AbstractTo analyze the contribution of supramolecular interactions to helical architectures and to investigate whether ligand folding can be induced by only protons in a similar fashion in the absence of metal ions, a new 1,10‐phenanthroline (phen)‐based extended ligand, C12H6N2[CHNC6H4NH(C10H6N)]2 (L1), its copper(I) complexes, [Cu2(C12H6N2{CHNC6H4NH(C10H6N)}2)2] [PF6]2 (1), [Cu2(C12H6N2{CHNC6H4NH(C10H6N)}2)2][BF4]2 (2), [Cu2(C12H6N2{CHNC6H4NH(C10H6N)}2)2][CuCl2]2·CH2Cl2 (3), and [Cu4(C12H6N2{CHNC6H4NH(C10H6N)}2)2][Cu2I4] (4), were prepared and structurally characterized. Ligand L1 wraps copper(I) ions in two intriguingly different fashions depending on the nature of the anions. Although dicopper helicates 1–3 and tetracopper helicate 4 show significant intermolecular interactions that show considerable structural relationships with DNA, helicate 4 more closely resembles the structural features of DNA that even phen‐based stacking interactions are present between the two helical strands.
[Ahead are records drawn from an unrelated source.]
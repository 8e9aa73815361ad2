// Typed resource clients, one per backend resource. All of them share the
// same `ApiClient` and therefore the same session and refresh state.

pub mod attendance;
pub mod courses;
pub mod dashboard;
pub mod lesson_notes;
pub mod lessons;
pub mod locations;
pub mod rankings;
pub mod student_lesson_notes;
pub mod students;
pub mod users;

pub use attendance::AttendanceService;
pub use courses::CourseService;
pub use dashboard::DashboardService;
pub use lesson_notes::LessonNoteService;
pub use lessons::LessonService;
pub use locations::LocationService;
pub use rankings::RankingService;
pub use student_lesson_notes::StudentLessonNoteService;
pub use students::StudentService;
pub use users::UserService;
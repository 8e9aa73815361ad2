// Attendance calendar grid
//
// Builds the month view for the attendance screen: a fixed 6x7 grid starting
// on Monday, padded with trailing days of the previous month and leading days
// of the next one. Days that have attendance records are flagged so the
// console can mark them.

use std::collections::HashSet;

use chrono::{Datelike, Days, Months, NaiveDate};

pub const GRID_CELLS: usize = 42; // 6 weeks * 7 days

#[derive(Debug, Clone, PartialEq, Eq)]
pub struct CalendarDay {
    pub date: NaiveDate,
    pub day_number: u32,
    /// Belongs to the previous or next month
    pub other_month: bool,
    pub has_attendance: bool,
    pub is_today: bool,
}

/// Build the 42-cell grid for the month containing `month_anchor`.
pub fn month_grid(
    month_anchor: NaiveDate,
    available_dates: &HashSet<NaiveDate>,
    today: NaiveDate,
) -> Vec<CalendarDay> {
    let first_of_month = month_anchor.with_day(1).expect("day 1 always exists");

    // Walk back to the Monday on or before the 1st
    let lead_days = first_of_month.weekday().num_days_from_monday() as u64;
    let grid_start = first_of_month - Days::new(lead_days);

    let mut days = Vec::with_capacity(GRID_CELLS);
    let mut date = grid_start;
    for _ in 0..GRID_CELLS {
        days.push(CalendarDay {
            date,
            day_number: date.day(),
            other_month: date.month() != first_of_month.month()
                || date.year() != first_of_month.year(),
            has_attendance: available_dates.contains(&date),
            is_today: date == today,
        });
        date = date + Days::new(1);
    }
    days
}

/// Anchor for the previous month's grid
pub fn prev_month(month_anchor: NaiveDate) -> NaiveDate {
    month_anchor.with_day(1).expect("day 1 always exists") - Months::new(1)
}

/// Anchor for the next month's grid
pub fn next_month(month_anchor: NaiveDate) -> NaiveDate {
    month_anchor.with_day(1).expect("day 1 always exists") + Months::new(1)
}

#[cfg(test)]
mod tests {
    use super::*;
    use chrono::Weekday;

    fn d(y: i32, m: u32, day: u32) -> NaiveDate {
        NaiveDate::from_ymd_opt(y, m, day).unwrap()
    }

    #[test]
    fn test_grid_is_42_cells_starting_monday() {
        // March 2024: the 1st is a Friday
        let grid = month_grid(d(2024, 3, 10), &HashSet::new(), d(2024, 3, 10));
        assert_eq!(grid.len(), GRID_CELLS);
        assert_eq!(grid[0].date.weekday(), Weekday::Mon);
        assert_eq!(grid[0].date, d(2024, 2, 26));
        assert!(grid[0].other_month);
    }

    #[test]
    fn test_current_month_days_flagged() {
        let grid = month_grid(d(2024, 3, 1), &HashSet::new(), d(2024, 3, 15));
        let in_month: Vec<_> = grid.iter().filter(|c| !c.other_month).collect();
        assert_eq!(in_month.len(), 31);
        assert_eq!(in_month.first().unwrap().day_number, 1);
        assert_eq!(in_month.last().unwrap().day_number, 31);

        let today: Vec<_> = grid.iter().filter(|c| c.is_today).collect();
        assert_eq!(today.len(), 1);
        assert_eq!(today[0].date, d(2024, 3, 15));
    }

    #[test]
    fn test_attendance_days_marked() {
        let mut available = HashSet::new();
        available.insert(d(2024, 3, 5));
        available.insert(d(2024, 3, 12));

        let grid = month_grid(d(2024, 3, 1), &available, d(2024, 3, 1));
        let marked: Vec<_> = grid.iter().filter(|c| c.has_attendance).collect();
        assert_eq!(marked.len(), 2);
        assert!(marked.iter().all(|c| !c.other_month));
    }

    #[test]
    fn test_month_starting_on_monday_has_no_lead_days() {
        // April 2024 starts on a Monday
        let grid = month_grid(d(2024, 4, 20), &HashSet::new(), d(2024, 4, 20));
        assert_eq!(grid[0].date, d(2024, 4, 1));
        assert!(!grid[0].other_month);
    }

    #[test]
    fn test_prev_next_navigation() {
        assert_eq!(prev_month(d(2024, 3, 31)), d(2024, 2, 1));
        assert_eq!(next_month(d(2024, 12, 15)), d(2025, 1, 1));
        assert_eq!(prev_month(d(2024, 1, 10)), d(2023, 12, 1));
    }
}
use chrono::NaiveDateTime;
use serde::{Deserialize, Serialize};

use crate::auth::Role;

#[derive(Debug, Clone, Serialize, Deserialize)]
#[serde(rename_all = "camelCase")]
pub struct User {
    pub id: i64,
    pub username: String,
    pub role: Role,
    #[serde(skip_serializing_if = "Option::is_none")]
    pub first_name: Option<String>,
    #[serde(skip_serializing_if = "Option::is_none")]
    pub last_name: Option<String>,
    #[serde(skip_serializing_if = "Option::is_none")]
    pub phone: Option<String>,
    pub created_at: Option<NaiveDateTime>,
    pub updated_at: Option<NaiveDateTime>,
    #[serde(skip_serializing_if = "Option::is_none")]
    pub last_login_at: Option<NaiveDateTime>,
}

/// Compact user embedded in other resources (location admins, modifiedBy)
#[derive(Debug, Clone, Serialize, Deserialize)]
#[serde(rename_all = "camelCase")]
pub struct UserSummary {
    pub id: i64,
    pub username: String,
    pub role: Role,
    #[serde(skip_serializing_if = "Option::is_none")]
    pub first_name: Option<String>,
    #[serde(skip_serializing_if = "Option::is_none")]
    pub last_name: Option<String>,
}

#[derive(Debug, Clone, Serialize)]
#[serde(rename_all = "camelCase")]
pub struct UserCreateRequest {
    pub username: String,
    pub password: String,
    pub role: Role,
    #[serde(skip_serializing_if = "Option::is_none")]
    pub first_name: Option<String>,
    #[serde(skip_serializing_if = "Option::is_none")]
    pub last_name: Option<String>,
    #[serde(skip_serializing_if = "Option::is_none")]
    pub phone: Option<String>,
}

#[derive(Debug, Clone, Default, Serialize)]
#[serde(rename_all = "camelCase")]
pub struct UserUpdateRequest {
    #[serde(skip_serializing_if = "Option::is_none")]
    pub username: Option<String>,
    #[serde(skip_serializing_if = "Option::is_none")]
    pub password: Option<String>,
    #[serde(skip_serializing_if = "Option::is_none")]
    pub role: Option<Role>,
    #[serde(skip_serializing_if = "Option::is_none")]
    pub first_name: Option<String>,
    #[serde(skip_serializing_if = "Option::is_none")]
    pub last_name: Option<String>,
    #[serde(skip_serializing_if = "Option::is_none")]
    pub phone: Option<String>,
}
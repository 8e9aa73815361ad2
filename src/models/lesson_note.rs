use chrono::{NaiveDate, NaiveDateTime};
use serde::{Deserialize, Serialize};

use super::lesson::Lesson;
use super::student::Student;
use super::user::UserSummary;

#[derive(Debug, Clone, Serialize, Deserialize)]
#[serde(rename_all = "camelCase")]
pub struct LessonNote {
    pub id: i64,
    pub score: Option<f64>,
    pub passed: Option<bool>,
    pub remark: Option<String>,
    pub created_at: Option<NaiveDateTime>,
    pub updated_at: Option<NaiveDateTime>,
    #[serde(skip_serializing_if = "Option::is_none")]
    pub student: Option<Student>,
    #[serde(skip_serializing_if = "Option::is_none")]
    pub lesson: Option<Lesson>,
    #[serde(skip_serializing_if = "Option::is_none")]
    pub history: Option<Vec<LessonNoteHistory>>,
}

#[derive(Debug, Clone, Serialize, Deserialize)]
#[serde(rename_all = "camelCase")]
pub struct LessonNoteHistory {
    pub id: i64,
    pub old_score: Option<f64>,
    pub old_passed: Option<bool>,
    pub old_remark: Option<String>,
    pub change_date: Option<NaiveDateTime>,
    pub created_at: Option<NaiveDateTime>,
    pub updated_at: Option<NaiveDateTime>,
    #[serde(skip_serializing_if = "Option::is_none")]
    pub modified_by: Option<UserSummary>,
}

#[derive(Debug, Clone, Serialize)]
#[serde(rename_all = "camelCase")]
pub struct LessonNoteCreateRequest {
    #[serde(skip_serializing_if = "Option::is_none")]
    pub score: Option<f64>,
    #[serde(skip_serializing_if = "Option::is_none")]
    pub passed: Option<bool>,
    #[serde(skip_serializing_if = "Option::is_none")]
    pub remark: Option<String>,
    pub student_id: i64,
    pub lesson_id: i64,
}

#[derive(Debug, Clone, Default, Serialize)]
#[serde(rename_all = "camelCase")]
pub struct LessonNoteUpdateRequest {
    #[serde(skip_serializing_if = "Option::is_none")]
    pub score: Option<f64>,
    #[serde(skip_serializing_if = "Option::is_none")]
    pub passed: Option<bool>,
    #[serde(skip_serializing_if = "Option::is_none")]
    pub remark: Option<String>,
}

/// Row of the batch grading grid: one student with their note (if any) for
/// the selected lesson
#[derive(Debug, Clone, Deserialize)]
#[serde(rename_all = "camelCase")]
pub struct StudentLessonNote {
    pub id: i64,
    pub national_id: String,
    pub first_name: String,
    pub last_name: String,
    pub mother_name: Option<String>,
    pub father_name: Option<String>,
    pub address: Option<String>,
    pub phone: Option<String>,
    pub birth_date: Option<NaiveDate>,
    pub user_id: Option<i64>,
    pub username: Option<String>,
    pub lesson_note: Option<LessonNote>,
}

#[derive(Debug, Clone, Serialize)]
#[serde(rename_all = "camelCase")]
pub struct LessonNoteUpdateItem {
    pub student_id: i64,
    pub lesson_id: i64,
    #[serde(skip_serializing_if = "Option::is_none")]
    pub score: Option<f64>,
    #[serde(skip_serializing_if = "Option::is_none")]
    pub passed: Option<bool>,
    #[serde(skip_serializing_if = "Option::is_none")]
    pub remark: Option<String>,
}

#[derive(Debug, Clone, Serialize)]
#[serde(rename_all = "camelCase")]
pub struct LessonNoteBatchUpdateRequest {
    pub notes: Vec<LessonNoteUpdateItem>,
}
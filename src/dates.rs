// Date wire-format normalization
//
// The backend serializes some timestamps as numeric tuples instead of ISO
// strings: [year, month, day] for dates and [year, month, day, hour, minute,
// second] or [..., nano] for datetimes. Everything the client decodes passes
// through `normalize` once, at the pipeline boundary, so the typed models can
// rely on plain ISO strings.

use chrono::{NaiveDate, NaiveDateTime};
use serde_json::Value;

/// Recursively replace date/datetime tuples with ISO-8601 strings.
/// Total: any value that is not a recognizable tuple passes through unchanged.
pub fn normalize(value: &mut Value) {
    match value {
        Value::Array(items) => {
            if let Some(formatted) = format_date_tuple(items) {
                *value = Value::String(formatted);
                return;
            }
            for item in items.iter_mut() {
                normalize(item);
            }
        }
        Value::Object(map) => {
            for (_, v) in map.iter_mut() {
                normalize(v);
            }
        }
        _ => {}
    }
}

/// Convenience wrapper for owned values
pub fn normalized(mut value: Value) -> Value {
    normalize(&mut value);
    value
}

/// Try to interpret a JSON array as a date or datetime tuple.
/// Accepts [y, m, d], [y, m, d, h, mi, s] and [y, m, d, h, mi, s, nano];
/// every element must be an integer and the fields must form a real calendar
/// date, otherwise the array is left alone.
fn format_date_tuple(items: &[Value]) -> Option<String> {
    if !matches!(items.len(), 3 | 6 | 7) {
        return None;
    }

    let mut nums = Vec::with_capacity(items.len());
    for item in items {
        nums.push(item.as_i64()?);
    }

    let year = i32::try_from(nums[0]).ok()?;
    if !(1000..=9999).contains(&year) {
        return None;
    }
    let month = u32::try_from(nums[1]).ok()?;
    let day = u32::try_from(nums[2]).ok()?;
    let date = NaiveDate::from_ymd_opt(year, month, day)?;

    if nums.len() == 3 {
        return Some(date.format("%Y-%m-%d").to_string());
    }

    let hour = u32::try_from(nums[3]).ok()?;
    let minute = u32::try_from(nums[4]).ok()?;
    let second = u32::try_from(nums[5]).ok()?;
    let datetime = date.and_hms_opt(hour, minute, second)?;

    if nums.len() == 7 {
        let nano = u32::try_from(nums[6]).ok()?;
        let datetime = date.and_hms_nano_opt(hour, minute, second, nano)?;
        if nano != 0 {
            return Some(datetime.format("%Y-%m-%dT%H:%M:%S%.9f").to_string());
        }
        return Some(datetime.format("%Y-%m-%dT%H:%M:%S").to_string());
    }

    Some(datetime.format("%Y-%m-%dT%H:%M:%S").to_string())
}

/// Parse a normalized datetime string back into chrono
pub fn parse_datetime(s: &str) -> Option<NaiveDateTime> {
    NaiveDateTime::parse_from_str(s, "%Y-%m-%dT%H:%M:%S")
        .or_else(|_| NaiveDateTime::parse_from_str(s, "%Y-%m-%dT%H:%M:%S%.f"))
        .ok()
}

#[cfg(test)]
mod tests {
    use super::*;
    use serde_json::json;

    #[test]
    fn test_date_tuple() {
        let v = normalized(json!([2024, 3, 15]));
        assert_eq!(v, json!("2024-03-15"));
    }

    #[test]
    fn test_datetime_tuple() {
        let v = normalized(json!([2024, 3, 15, 9, 30, 0]));
        assert_eq!(v, json!("2024-03-15T09:30:00"));
    }

    #[test]
    fn test_datetime_tuple_with_nanos() {
        let v = normalized(json!([2024, 3, 15, 9, 30, 0, 123000000]));
        assert_eq!(v, json!("2024-03-15T09:30:00.123000000"));

        // Zero nanos collapse to whole seconds
        let v = normalized(json!([2024, 3, 15, 9, 30, 0, 0]));
        assert_eq!(v, json!("2024-03-15T09:30:00"));
    }

    #[test]
    fn test_non_tuple_arrays_pass_through() {
        // Wrong arity
        assert_eq!(normalized(json!([1, 2])), json!([1, 2]));
        // Not a real calendar date
        assert_eq!(normalized(json!([2024, 13, 45])), json!([2024, 13, 45]));
        // Non-integer elements
        assert_eq!(
            normalized(json!(["a", "b", "c"])),
            json!(["a", "b", "c"])
        );
        // Plausible id lists must survive: year out of range
        assert_eq!(normalized(json!([1, 2, 3])), json!([1, 2, 3]));
    }

    #[test]
    fn test_scalars_pass_through() {
        assert_eq!(normalized(json!("2024-03-15")), json!("2024-03-15"));
        assert_eq!(normalized(json!(42)), json!(42));
        assert_eq!(normalized(json!(null)), json!(null));
    }

    #[test]
    fn test_nested_recursion_preserves_siblings() {
        let v = normalized(json!({
            "id": 7,
            "name": "Algebra",
            "startDate": [2024, 3, 15],
            "createdAt": [2024, 3, 1, 8, 0, 0],
            "lessons": [
                {"id": 1, "date": [2024, 4, 2], "defaultScore": 50}
            ]
        }));
        assert_eq!(
            v,
            json!({
                "id": 7,
                "name": "Algebra",
                "startDate": "2024-03-15",
                "createdAt": "2024-03-01T08:00:00",
                "lessons": [
                    {"id": 1, "date": "2024-04-02", "defaultScore": 50}
                ]
            })
        );
    }

    #[test]
    fn test_parse_datetime_roundtrip() {
        let dt = parse_datetime("2024-03-15T09:30:00").unwrap();
        assert_eq!(dt.format("%Y-%m-%d %H:%M").to_string(), "2024-03-15 09:30");
    }
}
In complex 4, the dinuclear [Cu2I4]2– dianion is involved in intermolecular interactions, which joins two cationic units in a linear fashion, whereas the monoanions in complexes 1–3 (i.e., PF6–, BF4–, and CuCl2–) are only involved in intramolecular interactions or connect the cations laterally. The anion‐dependent topology serves as a reminder that the helical topology of a cation can be altered by changing the nature of the anion.